impl<P: Presenter, W: WordChecker> TurnMachine<P, W> {
    pub fn with_words(presenter: P, words: W, config: TurnConfig) -> Self {
        Self {
            presenter,
            words,
            config,
            state: TurnState::default(),
            next_token: 0,
        }
    }

    pub fn state(&self) -> &TurnState {
        &self.state
    }

    pub fn phase(&self) -> Phase {
        self.state.phase
    }

    pub fn presenter(&self) -> &P {
        &self.presenter
    }

    pub fn presenter_mut(&mut self) -> &mut P {
        &mut self.presenter
    }

    /// Forgets the game entirely, e.g. when leaving the room.
    pub fn reset_session(&mut self) {
        self.state = TurnState::default();
    }

    // -----------------------------------------------------------------------
    // Turn flow
    // -----------------------------------------------------------------------

    /// Starts the game once both players are present. Returns `false` if it
    /// had already started.
    pub fn start_game(&mut self) -> bool {
        if self.state.game_started {
            return false;
        }
        tracing::info!("game started");
        self.presenter.reset_grids();
        self.presenter.clear_keyboard_hints();
        self.presenter.show_panel(Panel::Game);
        self.state.game_started = true;
        self.start_next_turn();
        true
    }

    fn start_next_turn(&mut self) {
        self.cancel_reveal();
        self.presenter.set_game_hint_banner(Banner::EnterWord);
        self.state.current_turn += 1;
        self.state.phase = Phase::Typing;
        self.state.typed_word.clear();
        self.presenter.set_active_grid(ActiveGrid::Player);
        tracing::debug!(turn = self.state.current_turn, "turn started");
    }

    fn start_sabotage(&mut self) {
        let row = self.state.row();
        self.state.phase = Phase::Sabotage;
        self.presenter.set_active_grid(ActiveGrid::Enemy);
        self.presenter.set_sabotage_target(GridSide::Enemy, row, true);
        self.presenter.set_game_hint_banner(Banner::Sabotage);
    }

    fn enter_restart(&mut self) {
        self.cancel_reveal();
        self.state.phase = Phase::Restart;
        self.presenter.set_active_grid(ActiveGrid::None);
    }

    fn can_act(&self, phase: Phase) -> bool {
        self.state.game_started && self.state.phase == phase
    }

    fn require(&self, phase: Phase, action: &'static str) -> Result<(), TurnError> {
        if self.can_act(phase) {
            Ok(())
        } else {
            tracing::debug!(action, phase = %self.state.phase, "action rejected");
            Err(TurnError::NotAccepting { action, phase: self.state.phase })
        }
    }

    fn clear_row(&mut self) {
        let row = self.state.row();
        for column in 0..WORD_LENGTH {
            self.presenter.clear_letter(GridSide::Player, column, row);
        }
        self.state.typed_word.clear();
    }

    // -----------------------------------------------------------------------
    // Local actions
    // -----------------------------------------------------------------------

    /// Appends a letter to the current row. Returns `false` (and does
    /// nothing) outside `Typing`, for non-letters, or when the row is full.
    pub fn type_letter(&mut self, letter: char) -> bool {
        if !self.can_act(Phase::Typing)
            || !letter.is_ascii_alphabetic()
            || self.state.typed_word.len() >= WORD_LENGTH
        {
            return false;
        }
        let letter = letter.to_ascii_uppercase();
        self.state.typed_word.push(letter);
        let column = self.state.typed_word.len() - 1;
        self.presenter.render_letter(GridSide::Player, column, self.state.row(), letter);
        true
    }

    /// Removes the last typed letter. Returns `false` if there was nothing
    /// to remove or it isn't the player's turn to type.
    pub fn backspace(&mut self) -> bool {
        if !self.can_act(Phase::Typing) || self.state.typed_word.pop().is_none() {
            return false;
        }
        let column = self.state.typed_word.len();
        self.presenter.clear_letter(GridSide::Player, column, self.state.row());
        true
    }

    /// Submits the current row.
    ///
    /// A short row is refused and kept for editing. A word the dictionary
    /// doesn't know is refused and the row is wiped. Otherwise the word is
    /// recorded, the phase becomes `TypeWait`, and the returned `word`
    /// message must be sent.
    pub fn submit(&mut self) -> Result<ClientMessage, TurnError> {
        self.require(Phase::Typing, "submit")?;
        let row = self.state.row();

        let len = self.state.typed_word.len();
        if len < WORD_LENGTH {
            self.presenter.play_invalid_animation(GridSide::Player, row);
            return Err(TurnError::Incomplete { len, expected: WORD_LENGTH });
        }

        let word = self.state.typed_word.clone();
        if !self.words.is_valid(&word) {
            tracing::debug!(%word, "word not in list");
            self.presenter.play_invalid_animation(GridSide::Player, row);
            self.presenter.show_toast(Toast::UnknownWord);
            self.clear_row();
            return Err(TurnError::UnknownWord(word));
        }

        tracing::info!(%word, row, "word submitted");
        self.state.player_words.push(word.clone());
        self.state.phase = Phase::TypeWait;
        self.schedule_reveal();
        Ok(ClientMessage::Word { word })
    }

    /// Hides one letter of the opponent's current row.
    pub fn sabotage(&mut self, column: usize, row: usize) -> Result<ClientMessage, TurnError> {
        self.require(Phase::Sabotage, "sabotage")?;
        if row != self.state.row() || column >= WORD_LENGTH {
            tracing::debug!(column, row, "sabotage outside the current row");
            return Err(TurnError::WrongSlot { column, row });
        }

        self.presenter.reveal_hint(GridSide::Enemy, column, row, HintColor::Red);
        self.presenter.set_sabotage_target(GridSide::Enemy, row, false);
        self.presenter.set_game_hint_banner(Banner::Wait);
        self.presenter.set_active_grid(ActiveGrid::None);
        self.state.phase = Phase::SabotageWait;
        Ok(ClientMessage::Sabotage { id: column })
    }

    /// Asks for a rematch after the game ended.
    pub fn confirm_restart(&mut self) -> Result<ClientMessage, TurnError> {
        self.require(Phase::Restart, "restart")?;
        self.presenter.set_game_hint_banner(Banner::WaitRestart);
        self.state.phase = Phase::RestartWait;
        Ok(ClientMessage::RestartReady {})
    }

    // -----------------------------------------------------------------------
    // Reveal delay
    // -----------------------------------------------------------------------

    fn schedule_reveal(&mut self) {
        self.next_token += 1;
        self.state.reveal = Some(PendingReveal {
            token: self.next_token,
            deadline: Instant::now() + self.config.reveal_delay,
        });
    }

    fn cancel_reveal(&mut self) {
        if let Some(reveal) = self.state.reveal.take() {
            tracing::trace!(token = reveal.token, "reveal cancelled");
        }
    }

    /// The visual lock waiting to fire, if any.
    pub fn pending_reveal(&self) -> Option<PendingReveal> {
        self.state.reveal
    }

    /// Fires the visual lock scheduled under `token`. A stale token (the
    /// lock was cancelled or replaced) does nothing and returns `false`.
    pub fn on_reveal_elapsed(&mut self, token: u64) -> bool {
        match self.state.reveal {
            Some(reveal) if reveal.token == token => {
                self.state.reveal = None;
                self.presenter.set_game_hint_banner(Banner::Wait);
                self.presenter.set_active_grid(ActiveGrid::None);
                true
            }
            _ => {
                tracing::trace!(token, "stale reveal ignored");
                false
            }
        }
    }

    // -----------------------------------------------------------------------
    // Inbound messages
    // -----------------------------------------------------------------------

    /// Applies one server message.
    ///
    /// # Errors
    /// - `TurnError::Unexpected`: already applied, or not expected now
    ///   (nothing changed).
    /// - `TurnError::InvalidOutcome`: the opponent's word was recorded but
    ///   the round result was unreadable.
    pub fn handle_message(&mut self, msg: ServerMessage) -> Result<(), TurnError> {
        let kind = msg.kind();
        match msg {
            ServerMessage::RoomCode(code) => self.on_room_code(kind, &code),
            ServerMessage::OtherPlayerConnected => {
                if self.start_game() {
                    Ok(())
                } else {
                    Err(self.unexpected(kind))
                }
            }
            ServerMessage::OtherPlayerWord(word) => self.on_opponent_word(kind, word),
            ServerMessage::WordHints(colors) => self.on_word_hints(kind, &colors),
            ServerMessage::WordRejected => self.on_word_rejected(kind),
            ServerMessage::Solution(word) => self.on_solution(kind, &word),
            ServerMessage::Restart => self.on_restart(kind),
        }
    }

    fn unexpected(&self, kind: &'static str) -> TurnError {
        tracing::debug!(kind, phase = %self.state.phase, "ignoring message");
        TurnError::Unexpected { kind, phase: self.state.phase }
    }

    fn on_room_code(&mut self, kind: &'static str, code: &str) -> Result<(), TurnError> {
        if self.state.game_started {
            return Err(self.unexpected(kind));
        }
        self.presenter.show_room_code(code);
        self.presenter.show_panel(Panel::Wait);
        Ok(())
    }

    /// Ends local input for the current row without a local action, for
    /// when the server closed the round first (the turn timer ran out).
    fn close_row(&mut self) {
        let row = self.state.row();
        match self.state.phase {
            Phase::Typing => {
                tracing::debug!(row, "row closed before submit");
                self.clear_row();
                // Keep one entry per row so the hints for it still apply.
                self.state.player_words.push(String::new());
                self.state.phase = Phase::TypeWait;
            }
            Phase::Sabotage => {
                tracing::debug!(row, "sabotage window closed");
                self.presenter.set_sabotage_target(GridSide::Enemy, row, false);
                self.state.phase = Phase::SabotageWait;
            }
            _ => return,
        }
        self.presenter.set_active_grid(ActiveGrid::None);
    }

    /// Round messages count once per row. Accepted in any phase of a game
    /// in progress; the row counters turn replays into `Unexpected`.
    fn in_round(&self) -> bool {
        self.state.game_started && !self.state.phase.is_game_over()
    }

    fn on_opponent_word(&mut self, kind: &'static str, word: OpponentWord) -> Result<(), TurnError> {
        let row = self.state.row();
        if !self.in_round() || self.state.enemy_words.len() != row {
            return Err(self.unexpected(kind));
        }

        self.cancel_reveal();
        self.close_row();
        for (column, letter) in word.word.chars().take(WORD_LENGTH).enumerate() {
            self.presenter.render_letter(GridSide::Enemy, column, row, letter);
        }
        self.state.enemy_words.push(word.word.clone());

        let outcome = match word.outcome() {
            Ok(outcome) => outcome,
            Err(e) => {
                tracing::warn!(error = %e, who_wins = %word.who_wins, "bad round outcome");
                self.presenter.show_toast(Toast::ProtocolError);
                return Err(TurnError::InvalidOutcome(word.who_wins));
            }
        };

        tracing::info!(%outcome, row, "round result");
        match outcome {
            RoundOutcome::Nobody if self.state.is_last_row() => {
                self.presenter.set_game_hint_banner(Banner::Wait);
                self.presenter.set_active_grid(ActiveGrid::None);
            }
            RoundOutcome::Nobody => self.start_sabotage(),
            RoundOutcome::You => {
                self.presenter.play_win_animation(GridSide::Player, row);
                self.presenter.set_game_hint_banner(Banner::Won);
                self.enter_restart();
            }
            RoundOutcome::Other => {
                self.presenter.set_game_hint_banner(Banner::Lost);
                self.enter_restart();
            }
            RoundOutcome::Both => {
                self.presenter.set_game_hint_banner(Banner::Draw);
                self.enter_restart();
            }
        }
        Ok(())
    }

    fn on_word_hints(&mut self, kind: &'static str, colors: &[HintColor]) -> Result<(), TurnError> {
        let row = self.state.row();
        if !self.in_round()
            || self.state.hinted_rows != row
            || self.state.player_words.len() <= row
        {
            return Err(self.unexpected(kind));
        }

        self.cancel_reveal();
        self.close_row();
        for (column, &color) in colors.iter().enumerate() {
            self.presenter.reveal_hint(GridSide::Player, column, row, color);
        }
        self.state.hints.merge(&self.state.player_words[row], colors);
        for (letter, color) in self.state.hints.iter() {
            self.presenter.set_keyboard_hint(letter, color);
        }
        self.state.hinted_rows += 1;

        if self.state.is_last_row() {
            tracing::debug!(row, "last row hinted, waiting for the result");
        } else {
            self.start_next_turn();
        }
        Ok(())
    }

    fn on_word_rejected(&mut self, kind: &'static str) -> Result<(), TurnError> {
        let row = self.state.row();
        if !self.can_act(Phase::TypeWait)
            || self.state.player_words.len() != row + 1
            || self.state.enemy_words.len() != row
        {
            return Err(self.unexpected(kind));
        }

        self.cancel_reveal();
        if let Some(word) = self.state.player_words.pop() {
            tracing::info!(%word, "word rejected by server");
        }
        self.clear_row();
        self.state.phase = Phase::Typing;
        self.presenter.set_active_grid(ActiveGrid::Player);
        self.presenter.set_game_hint_banner(Banner::EnterWord);
        self.presenter.play_invalid_animation(GridSide::Player, row);
        self.presenter.show_toast(Toast::WordRejected);
        Ok(())
    }

    fn on_solution(&mut self, kind: &'static str, word: &str) -> Result<(), TurnError> {
        if !self.state.game_started {
            return Err(self.unexpected(kind));
        }
        self.presenter.show_solution(word);
        if !self.state.phase.is_game_over() {
            self.enter_restart();
        }
        Ok(())
    }

    fn on_restart(&mut self, kind: &'static str) -> Result<(), TurnError> {
        let fresh = self.state.player_words.is_empty()
            && self.state.enemy_words.is_empty()
            && !self.state.phase.is_game_over();
        if !self.state.game_started || fresh {
            return Err(self.unexpected(kind));
        }
        tracing::info!(phase = %self.state.phase, "new game");
        self.state = TurnState { game_started: true, ..TurnState::default() };
        self.presenter.reset_grids();
        self.presenter.clear_keyboard_hints();
        self.start_next_turn();
        Ok(())
    }
}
○ ○ ○
# What to produce
In the listing above, find the line with "word the dictionary" and the line with "self.schedule_reveal();". Output those two lines and every line between them, exactly as written.

# Answer box
    /// A short row is refused and kept for editing. A word the dictionary
    /// doesn't know is refused and the row is wiped. Otherwise the word is
    /// recorded, the phase becomes `TypeWait`, and the returned `word`
    /// message must be sent.
    pub fn submit(&mut self) -> Result<ClientMessage, TurnError> {
        self.require(Phase::Typing, "submit")?;
        let row = self.state.row();

        let len = self.state.typed_word.len();
        if len < WORD_LENGTH {
            self.presenter.play_invalid_animation(GridSide::Player, row);
            return Err(TurnError::Incomplete { len, expected: WORD_LENGTH });
        }

        let word = self.state.typed_word.clone();
        if !self.words.is_valid(&word) {
            tracing::debug!(%word, "word not in list");
            self.presenter.play_invalid_animation(GridSide::Player, row);
            self.presenter.show_toast(Toast::UnknownWord);
            self.clear_row();
            return Err(TurnError::UnknownWord(word));
        }

        tracing::info!(%word, row, "word submitted");
        self.state.player_words.push(word.clone());
        self.state.phase = Phase::TypeWait;
        self.schedule_reveal();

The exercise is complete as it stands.